Like most of my generation, I was brought up on the saying: 'Satan finds some mischief for idle hands to do.' Being a highly virtuous child, I believed all that I was told, and acquired a conscience which has kept me working hard down to the present moment. But although my conscience has controlled my actions, my opinions have undergone a revolution. I think that there is far too much work done in the world, that immense harm is caused by the belief that work is virtuous, and that what needs to be preached in modern industrial countries is quite different from what always has been preached.

Being socialized to crave a job and despise yourself if you don't have one is not natural or "the way it has always been."

OwlFancier
Aug 22, 2013

asdf32 posted:

The notion, being discussed now, that a large portion of a population might realistically have the option to "do nothing" is utterly uncharted territory.

The notion being discussed with mincome is far less that and far more that people might realistically have the option to do the work they're good at and which benefits them most.

Work is not merely what you get paid to do, cleaning your house is work, raising your kids is work, cooking your dinner is work, everything you do to improve your condition is work.

The problem currently is that people are often forced to take paid work in lieu of productive work. They are forced to benefit someone else because they can not be permitted to benefit themselves directly. See: buying pre-cooked food because people haven't the time to cook themselves, paying for childcare because they cannot stay home to raise their kids. Buying new clothes because they don't have time to learn how to fix their old ones.

There are a great many integral tasks to an efficient life which are being eroded by the pursuit of pay rather than the pursuit of work.

OwlFancier fucked around with this message at 04:30 on Dec 31, 2015

Harold Fjord
Jan 3, 2004

Orange Fluffy Sheep posted:

Miller, Smith, Weaver, for example, those are all occupations but also common surnames.
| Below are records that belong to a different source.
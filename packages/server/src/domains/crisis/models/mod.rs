pub mod crisis_keyword;

pub use crisis_keyword::CrisisKeyword;
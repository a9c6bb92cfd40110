use std::future::Future;
use std::sync::Arc;

use futures::future::join_all;
use tokio::task::JoinHandle;
use tracing::{error, warn};

use crate::common::{Coordinates, ProviderId, SearchSessionId};
use crate::domains::search::NewSearchSession;
use crate::kernel::BaseUsageStore;

/// Runs `task` on its own. The handle resolves to `true` on success; a failure
/// is logged and resolves to `false`.
pub fn spawn_best_effort<F>(label: &'static str, task: F) -> JoinHandle<bool>
where
    F: Future<Output = anyhow::Result<()>> + Send + 'static,
{
    tokio::spawn(async move {
        match task.await {
            Ok(()) => true,
            Err(e) => {
                warn!(task = label, error = %e, "Background task failed");
                false
            }
        }
    })
}

/// Side effects started by a search that outlive the response
#[derive(Debug, Default)]
pub struct BackgroundTasks {
    handles: Vec<JoinHandle<bool>>,
}

impl BackgroundTasks {
    pub fn new() -> Self {
        Self::default()
    }

    pub fn push(&mut self, handle: JoinHandle<bool>) {
        self.handles.push(handle);
    }

    pub fn is_empty(&self) -> bool {
        self.handles.is_empty()
    }

    /// Lets the tasks run to completion unobserved.
    pub fn detach(self) {
        drop(self.handles);
    }

    /// Waits for every task; a panicked task counts as failed.
    pub async fn join(self) -> Vec<bool> {
        join_all(self.handles)
            .await
            .into_iter()
            .map(|result| result.unwrap_or(false))
            .collect()
    }
}

/// Telemetry for one completed search
#[derive(Debug, Clone)]
pub struct UsageRecord {
    pub query: String,
    pub tokens: i64,
    pub model: String,
    pub location: Option<Coordinates>,
    pub zip_code: Option<String>,
    pub host_id: Option<ProviderId>,
    pub radius_miles: Option<u32>,
    pub session_id: Option<SearchSessionId>,
}

/// Persists usage for a search.
///
/// A new session is created (awaited) when the caller has none; its id is
/// returned, or `None` if the insert failed. Counter increments for an
/// existing session and for the host are started in the background.
pub async fn record_search(
    record: UsageRecord,
    usage: Arc<dyn BaseUsageStore>,
) -> (Option<SearchSessionId>, BackgroundTasks) {
    let mut tasks = BackgroundTasks::new();

    let session_id = match record.session_id {
        Some(id) => {
            let store = usage.clone();
            let tokens = record.tokens;
            tasks.push(spawn_best_effort("increment_session_usage", async move {
                store.increment_session_usage(id, tokens).await
            }));
            Some(id)
        }
        None => {
            let session = NewSearchSession::builder()
                .initial_query(record.query.clone())
                .total_tokens_used(record.tokens)
                .model(record.model.clone())
                .user_location(record.location)
                .zip_code_searched(record.zip_code.clone())
                .host_provider_id(record.host_id)
                .search_radius_miles(record.radius_miles.and_then(|r| i32::try_from(r).ok()))
                .build();

            match usage.create_session(&session).await {
                Ok(id) => Some(id),
                Err(e) => {
                    error!(error = %e, "Failed to create search session");
                    None
                }
            }
        }
    };

    if let Some(host_id) = record.host_id {
        let store = usage.clone();
        let tokens = record.tokens;
        tasks.push(spawn_best_effort("increment_host_usage", async move {
            store.increment_host_usage(host_id, tokens).await
        }));
    }

    (session_id, tasks)
}
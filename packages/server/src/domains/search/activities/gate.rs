use std::net::IpAddr;

use tracing::{info, instrument, warn};

use crate::common::ProviderId;
use crate::domains::providers::HostProfile;
use crate::domains::search::SearchError;
use crate::kernel::ServerDeps;

/// Shown instead of results when a host has excluded the query's topic.
pub const EXCLUDED_QUERY_MESSAGE: &str = "I'm not able to help with that search on this site. Please try describing a different need, or call 211 to speak with someone who can help.";

/// The first excluded term contained in `query`, case-insensitively.
///
/// `terms` are expected to be lowercased already.
pub fn find_excluded_term<'a>(query: &str, terms: &'a [String]) -> Option<&'a str> {
    let query = query.to_lowercase();
    terms
        .iter()
        .map(String::as_str)
        .find(|term| !term.is_empty() && query.contains(term))
}

/// Returns the matched term when the host excludes this query.
///
/// A lookup failure is logged and treated as "no exclusions".
#[instrument(skip(query, deps))]
pub async fn check_excluded_terms(
    query: &str,
    host_id: ProviderId,
    deps: &ServerDeps,
) -> Option<String> {
    let terms = match deps.store.host_excluded_terms(host_id).await {
        Ok(terms) => terms,
        Err(e) => {
            warn!(error = %e, "Failed to load excluded terms, continuing without them");
            return None;
        }
    };

    let term = find_excluded_term(query, &terms)?;
    info!(term, "Query matched a host excluded term");
    Some(term.to_string())
}

/// Host must exist, be active with embedded search on, have budget left,
/// and the caller must be under the host's per-IP rate limit.
#[instrument(skip(deps))]
pub async fn authorize_host(
    host_id: ProviderId,
    client_ip: Option<IpAddr>,
    deps: &ServerDeps,
) -> Result<HostProfile, SearchError> {
    let host = deps
        .store
        .find_host(host_id)
        .await
        .map_err(SearchError::Internal)?
        .filter(HostProfile::can_host_search)
        .ok_or(SearchError::HostForbidden)?;

    if host.budget_exhausted() {
        info!(
            tokens_used = host.host_tokens_used_this_month,
            budget = ?host.host_monthly_token_budget,
            "Host monthly token budget exhausted"
        );
        return Err(SearchError::BudgetExceeded);
    }

    let limit = host.rate_limit_per_minute(deps.settings.default_rate_limit_per_minute);
    let decision = deps.rate_limiter.check(host_id, client_ip, limit);
    if !decision.allowed {
        info!(limit, ip = ?client_ip, "Host search rate limit exceeded");
        return Err(SearchError::RateLimited {
            limit: decision.limit,
            remaining: decision.remaining,
            reset: decision.reset_at,
        });
    }

    Ok(host)
}

#[cfg(test)]
mod tests {
    use super::*;

    fn terms(raw: &[&str]) -> Vec<String> {
        raw.iter().map(|t| t.to_string()).collect()
    }

    #[test]
    fn test_excluded_term_is_case_insensitive_substring() {
        let terms = terms(&["firearm", "payday loan"]);
        assert_eq!(
            find_excluded_term("Where can I get a PAYDAY LOAN fast", &terms),
            Some("payday loan")
        );
        assert_eq!(find_excluded_term("firearms training", &terms), Some("firearm"));
        assert_eq!(find_excluded_term("help with rent", &terms), None);
    }

    #[test]
    fn test_blank_terms_never_match() {
        assert_eq!(find_excluded_term("anything", &terms(&[""])), None);
        assert_eq!(find_excluded_term("anything", &[]), None);
    }
}
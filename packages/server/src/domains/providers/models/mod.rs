pub mod host;
pub mod provider;

pub use host::HostProfile;
pub use provider::{Provider, ProviderWithRelations};
//! Per-host, per-caller sliding window rate limiting.
//!
//! Each `(host, caller IP)` pair keeps the timestamps of its admitted requests
//! over the last window. A request is admitted while fewer than `limit`
//! timestamps remain in the window.

use std::collections::{HashMap, VecDeque};
use std::net::IpAddr;
use std::sync::{Mutex, PoisonError};
use std::time::{Duration, Instant, SystemTime, UNIX_EPOCH};

use crate::common::ProviderId;

/// Keys are swept once the map grows past this many entries.
const SWEEP_THRESHOLD: usize = 10_000;

type RateKey = (ProviderId, Option<IpAddr>);

/// Outcome of one admission check
#[derive(Debug, Clone, Copy, PartialEq, Eq)]
pub struct RateDecision {
    pub allowed: bool,
    pub limit: u32,
    pub remaining: u32,
    /// Unix timestamp (seconds) at which a slot frees up
    pub reset_at: u64,
}

pub struct SlidingWindowLimiter {
    window: Duration,
    entries: Mutex<HashMap<RateKey, VecDeque<Instant>>>,
}

impl Default for SlidingWindowLimiter {
    fn default() -> Self {
        Self::per_minute()
    }
}

impl SlidingWindowLimiter {
    pub fn per_minute() -> Self {
        Self::with_window(Duration::from_secs(60))
    }

    pub fn with_window(window: Duration) -> Self {
        Self {
            window,
            entries: Mutex::new(HashMap::new()),
        }
    }

    /// Records the request if it is admitted.
    pub fn check(&self, host: ProviderId, ip: Option<IpAddr>, limit: u32) -> RateDecision {
        self.check_at(host, ip, limit, Instant::now())
    }

    fn check_at(
        &self,
        host: ProviderId,
        ip: Option<IpAddr>,
        limit: u32,
        now: Instant,
    ) -> RateDecision {
        let mut entries = self.entries.lock().unwrap_or_else(PoisonError::into_inner);

        if entries.len() > SWEEP_THRESHOLD {
            let window = self.window;
            entries.retain(|_, hits| {
                hits.back()
                    .is_some_and(|last| now.saturating_duration_since(*last) < window)
            });
        }

        let hits = entries.entry((host, ip)).or_default();
        while hits
            .front()
            .is_some_and(|first| now.saturating_duration_since(*first) >= self.window)
        {
            hits.pop_front();
        }

        let used = u32::try_from(hits.len()).unwrap_or(u32::MAX);
        let allowed = used < limit;
        if allowed {
            hits.push_back(now);
        }

        let remaining = limit.saturating_sub(used + u32::from(allowed));
        let reset_in = hits
            .front()
            .map(|first| self.window.saturating_sub(now.saturating_duration_since(*first)))
            .unwrap_or(self.window);

        RateDecision {
            allowed,
            limit,
            remaining,
            reset_at: epoch_secs_after(reset_in),
        }
    }
}

fn epoch_secs_after(delay: Duration) -> u64 {
    let at = SystemTime::now() + delay;
    let since_epoch = at.duration_since(UNIX_EPOCH).unwrap_or_default();
    // round up so clients never retry a moment too early
    since_epoch.as_secs() + u64::from(since_epoch.subsec_nanos() > 0)
}

#[cfg(test)]
mod tests {
    use super::*;
    use std::net::Ipv4Addr;

    fn ip(last: u8) -> Option<IpAddr> {
        Some(IpAddr::V4(Ipv4Addr::new(203, 0, 113, last)))
    }

    #[test]
    fn test_admits_up_to_limit_then_rejects() {
        let limiter = SlidingWindowLimiter::per_minute();
        let host = ProviderId::new();
        let start = Instant::now();

        let first = limiter.check_at(host, ip(1), 2, start);
        assert!(first.allowed);
        assert_eq!(first.remaining, 1);

        let second = limiter.check_at(host, ip(1), 2, start + Duration::from_secs(1));
        assert!(second.allowed);
        assert_eq!(second.remaining, 0);

        let third = limiter.check_at(host, ip(1), 2, start + Duration::from_secs(2));
        assert!(!third.allowed);
        assert_eq!(third.remaining, 0);
        assert_eq!(third.limit, 2);
    }

    #[test]
    fn test_window_slides() {
        let limiter = SlidingWindowLimiter::per_minute();
        let host = ProviderId::new();
        let start = Instant::now();

        assert!(limiter.check_at(host, ip(1), 1, start).allowed);
        assert!(!limiter.check_at(host, ip(1), 1, start + Duration::from_secs(59)).allowed);
        assert!(limiter.check_at(host, ip(1), 1, start + Duration::from_secs(60)).allowed);
    }

    #[test]
    fn test_keys_are_independent() {
        let limiter = SlidingWindowLimiter::per_minute();
        let host = ProviderId::new();
        let other_host = ProviderId::new();
        let now = Instant::now();

        assert!(limiter.check_at(host, ip(1), 1, now).allowed);
        assert!(limiter.check_at(host, ip(2), 1, now).allowed);
        assert!(limiter.check_at(other_host, ip(1), 1, now).allowed);
        assert!(limiter.check_at(host, None, 1, now).allowed);
        assert!(!limiter.check_at(host, ip(1), 1, now).allowed);
    }

    #[test]
    fn test_rejected_requests_do_not_consume_slots() {
        let limiter = SlidingWindowLimiter::per_minute();
        let host = ProviderId::new();
        let start = Instant::now();

        assert!(limiter.check_at(host, ip(1), 1, start).allowed);
        for offset in 1..10 {
            assert!(!limiter.check_at(host, ip(1), 1, start + Duration::from_secs(offset)).allowed);
        }
        assert!(limiter.check_at(host, ip(1), 1, start + Duration::from_secs(61)).allowed);
    }

    #[test]
    fn test_reset_is_in_the_future() {
        let limiter = SlidingWindowLimiter::per_minute();
        let decision = limiter.check(ProviderId::new(), ip(1), 5);
        let now = SystemTime::now()
            .duration_since(UNIX_EPOCH)
            .unwrap()
            .as_secs();

        assert!(decision.reset_at > now);
        assert!(decision.reset_at <= now + 61);
    }
}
Oh yeah, it would be cool if people had a lot of free time to weave and learn smithing. Good call.

asdf32
May 15, 2010

I lust for childrens' deaths. Ask me about how I don't care if my kids die.

OwlFancier posted:

The notion being discussed with mincome is far less that and far more that people might realistically have the option to do the work they're good at and which benefits them most.

Work is not merely what you get paid to do, cleaning your house is work, raising your kids is work, cooking your dinner is work, everything you do to improve your condition is work.

The problem currently is that people are often forced to take paid work in lieu of productive work. They are forced to benefit someone else because they can not be permitted to benefit themselves directly. See: buying pre-cooked food because people haven't the time to cook themselves, paying for childcare because they cannot stay home to raise their kids. Buying new clothes because they don't have time to learn how to fix their old ones.

There are a great many integral tasks to an efficient life which are being eroded by the pursuit of pay rather than the pursuit of work.

Generally people go to work when they're better off because of it. Society doesn't accurately value on everything but it really is the case that most people are better off keeping their day job and using the proceeds to purchase clothing from highly efficient factories than trying to sew it themselves.

Min income is a moral policy (or a practical implementation of one), not primarily an economic policy.

SedanChair posted:

Man, when is it not time to post this?

In Praise of Idleness


Being socialized to crave a job and despise yourself if you don't have one is not natural or "the way it has always been."

Don't I recall you saying how you're more focused and productive with a manager like a couple weeks back?

asdf32 fucked around with this message at 05:25 on Dec 31, 2015

OwlFancier
Aug 22, 2013

Some things are better done by industry and some things are better done by people for themselves. It is economically far preferable to take away people's ability to do things for themselves if you can present them with a way to buy the same thing back off you at a markup.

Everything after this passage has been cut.